Data excerpts:
== Segment start ==
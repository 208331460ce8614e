// src/config.rs
use anyhow::{bail, Context, Result};
use clap::ValueEnum;
use serde::Deserialize;
use std::{fs, path::PathBuf, time::Duration};
use tracing::debug;

use crate::cli::Cli;

/// Where the run obtains its document from.
#[derive(Debug, Clone, Copy, PartialEq, Eq, Default, Deserialize, ValueEnum)]
#[serde(rename_all = "lowercase")]
pub enum SourceMode {
    /// Fetch the monitoring page and wait for it to populate.
    #[default]
    Html,
    /// Fetch a known JSON endpoint directly.
    Api,
    /// Fetch the page and probe the data endpoints it references.
    Sniff,
    /// Replay a saved document from disk.
    File,
}

#[derive(Debug, Clone, Deserialize)]
#[serde(deny_unknown_fields)]
pub struct Config {
    #[serde(default = "default_url")]
    pub url: String,
    #[serde(default)]
    pub mode: SourceMode,
    #[serde(default)]
    pub api_url: Option<String>,
    #[serde(default)]
    pub input: Option<PathBuf>,
    #[serde(default = "default_wait_marker")]
    pub wait_marker: String,
    #[serde(default = "default_wait_timeout_secs")]
    pub wait_timeout_secs: u64,
    #[serde(default = "default_poll_interval_ms")]
    pub poll_interval_ms: u64,
    #[serde(default = "default_max_retries")]
    pub max_retries: u32,
    #[serde(default = "default_backoff_ms")]
    pub backoff_ms: u64,
    #[serde(default = "default_request_timeout_secs")]
    pub request_timeout_secs: u64,
    #[serde(default = "default_user_agent")]
    pub user_agent: String,
    #[serde(default = "default_min_rows")]
    pub min_rows: usize,
    #[serde(default = "default_output")]
    pub output: PathBuf,
    #[serde(default = "default_delimiter")]
    pub delimiter: char,
    #[serde(default)]
    pub archive_dir: Option<PathBuf>,
}

fn default_url() -> String {
    "https://rhmzrs.com/kontrola-kvaliteta-vazduha".to_string()
}

fn default_wait_marker() -> String {
    "PM10".to_string()
}

fn default_wait_timeout_secs() -> u64 {
    15
}

fn default_poll_interval_ms() -> u64 {
    1000
}

fn default_max_retries() -> u32 {
    2
}

fn default_backoff_ms() -> u64 {
    500
}

fn default_request_timeout_secs() -> u64 {
    30
}

fn default_user_agent() -> String {
    concat!("aqscraper/", env!("CARGO_PKG_VERSION")).to_string()
}

fn default_min_rows() -> usize {
    3
}

fn default_output() -> PathBuf {
    PathBuf::from("air_quality_data.csv")
}

fn default_delimiter() -> char {
    ','
}

impl Default for Config {
    fn default() -> Self {
        Self {
            url: default_url(),
            mode: SourceMode::default(),
            api_url: None,
            input: None,
            wait_marker: default_wait_marker(),
            wait_timeout_secs: default_wait_timeout_secs(),
            poll_interval_ms: default_poll_interval_ms(),
            max_retries: default_max_retries(),
            backoff_ms: default_backoff_ms(),
            request_timeout_secs: default_request_timeout_secs(),
            user_agent: default_user_agent(),
            min_rows: default_min_rows(),
            output: default_output(),
            delimiter: default_delimiter(),
            archive_dir: None,
        }
    }
}

impl Config {
    pub fn from_yaml(text: &str) -> Result<Self> {
        // An empty file deserializes to unit, not a mapping.
        if text.trim().is_empty() {
            return Ok(Self::default());
        }
        serde_yaml::from_str(text).context("parsing YAML configuration")
    }

    /// Defaults, then the YAML file named by `--config`, then flags and
    /// `AQ_*` environment variables.
    pub fn load(cli: &Cli) -> Result<Self> {
        let mut cfg = match &cli.config {
            Some(path) => {
                let text = fs::read_to_string(path)
                    .with_context(|| format!("reading config {:?}", path))?;
                Self::from_yaml(&text).with_context(|| format!("in {:?}", path))?
            }
            None => Self::default(),
        };
        cfg.apply(cli);
        cfg.validate()?;
        debug!(?cfg, "configuration loaded");
        Ok(cfg)
    }

    fn apply(&mut self, cli: &Cli) {
        if let Some(v) = &cli.url {
            self.url = v.clone();
        }
        if let Some(v) = cli.mode {
            self.mode = v;
        }
        if let Some(v) = &cli.api_url {
            self.api_url = Some(v.clone());
        }
        if let Some(v) = &cli.input {
            self.input = Some(v.clone());
        }
        if let Some(v) = &cli.wait_marker {
            self.wait_marker = v.clone();
        }
        if let Some(v) = cli.wait_timeout_secs {
            self.wait_timeout_secs = v;
        }
        if let Some(v) = cli.max_retries {
            self.max_retries = v;
        }
        if let Some(v) = cli.min_rows {
            self.min_rows = v;
        }
        if let Some(v) = &cli.output {
            self.output = v.clone();
        }
        if let Some(v) = cli.delimiter {
            self.delimiter = v;
        }
        if let Some(v) = &cli.archive_dir {
            self.archive_dir = Some(v.clone());
        }
    }

    pub fn validate(&self) -> Result<()> {
        match self.mode {
            SourceMode::Api if self.api_url.is_none() => {
                bail!("mode `api` requires `api_url`")
            }
            SourceMode::File if self.input.is_none() => {
                bail!("mode `file` requires `input`")
            }
            _ => {}
        }
        if self.min_rows == 0 {
            bail!("`min_rows` must be at least 1");
        }
        if !self.delimiter.is_ascii() || matches!(self.delimiter, '"' | '\n' | '\r') {
            bail!("unusable delimiter {:?}", self.delimiter);
        }
        if self.wait_marker.is_empty() {
            bail!("`wait_marker` must not be empty");
        }
        Ok(())
    }

    /// The delimiter as the single byte the CSV writer expects.
    pub fn delimiter_byte(&self) -> u8 {
        // validate() guarantees ASCII
        self.delimiter as u8
    }

    pub fn request_timeout(&self) -> Duration {
        Duration::from_secs(self.request_timeout_secs)
    }

    pub fn wait_timeout(&self) -> Duration {
        Duration::from_secs(self.wait_timeout_secs)
    }

    pub fn poll_interval(&self) -> Duration {
        Duration::from_millis(self.poll_interval_ms)
    }
}

#[cfg(test)]
mod tests {
    use super::*;
    use tempfile::tempdir;

    #[test]
    fn defaults_match_the_monitoring_page() {
        let cfg = Config::default();
        assert_eq!(cfg.mode, SourceMode::Html);
        assert_eq!(cfg.wait_marker, "PM10");
        assert_eq!(cfg.min_rows, 3);
        assert_eq!(cfg.output, PathBuf::from("air_quality_data.csv"));
        assert_eq!(cfg.delimiter_byte(), b',');
        cfg.validate().unwrap();
    }

    #[test]
    fn yaml_fills_gaps_with_defaults() {
        let cfg = Config::from_yaml("mode: api\napi_url: https://example.org/data.json\nmin_rows: 5\n")
            .unwrap();
        assert_eq!(cfg.mode, SourceMode::Api);
        assert_eq!(cfg.min_rows, 5);
        assert_eq!(cfg.wait_timeout_secs, 15);
        assert!(Config::from_yaml("").is_ok());
        assert!(Config::from_yaml("bogus: 1\n").is_err());
    }

    #[test]
    fn cli_overrides_yaml() {
        let dir = tempdir().unwrap();
        let path = dir.path().join("aq.yaml");
        fs::write(&path, "output: from_yaml.csv\ndelimiter: ';'\n").unwrap();

        let cli = Cli {
            config: Some(path),
            output: Some(PathBuf::from("from_cli.csv")),
            ..Cli::default()
        };
        let cfg = Config::load(&cli).unwrap();
        assert_eq!(cfg.output, PathBuf::from("from_cli.csv"));
        assert_eq!(cfg.delimiter_byte(), b';');
    }

    #[test]
    fn validate_rejects_inconsistent_settings() {
        let api = Config {
            mode: SourceMode::Api,
            ..Config::default()
        };
        assert!(api.validate().is_err());

        let file = Config {
            mode: SourceMode::File,
            ..Config::default()
        };
        assert!(file.validate().is_err());

        let zero = Config {
            min_rows: 0,
            ..Config::default()
        };
        assert!(zero.validate().is_err());

        let wide = Config {
            delimiter: 'ч',
            ..Config::default()
        };
        assert!(wide.validate().is_err());
    }
}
== Segment end ==
## Required action
Looking at the records, report the number of lines that hold the string "configuration", with no other text.

## Answer box
2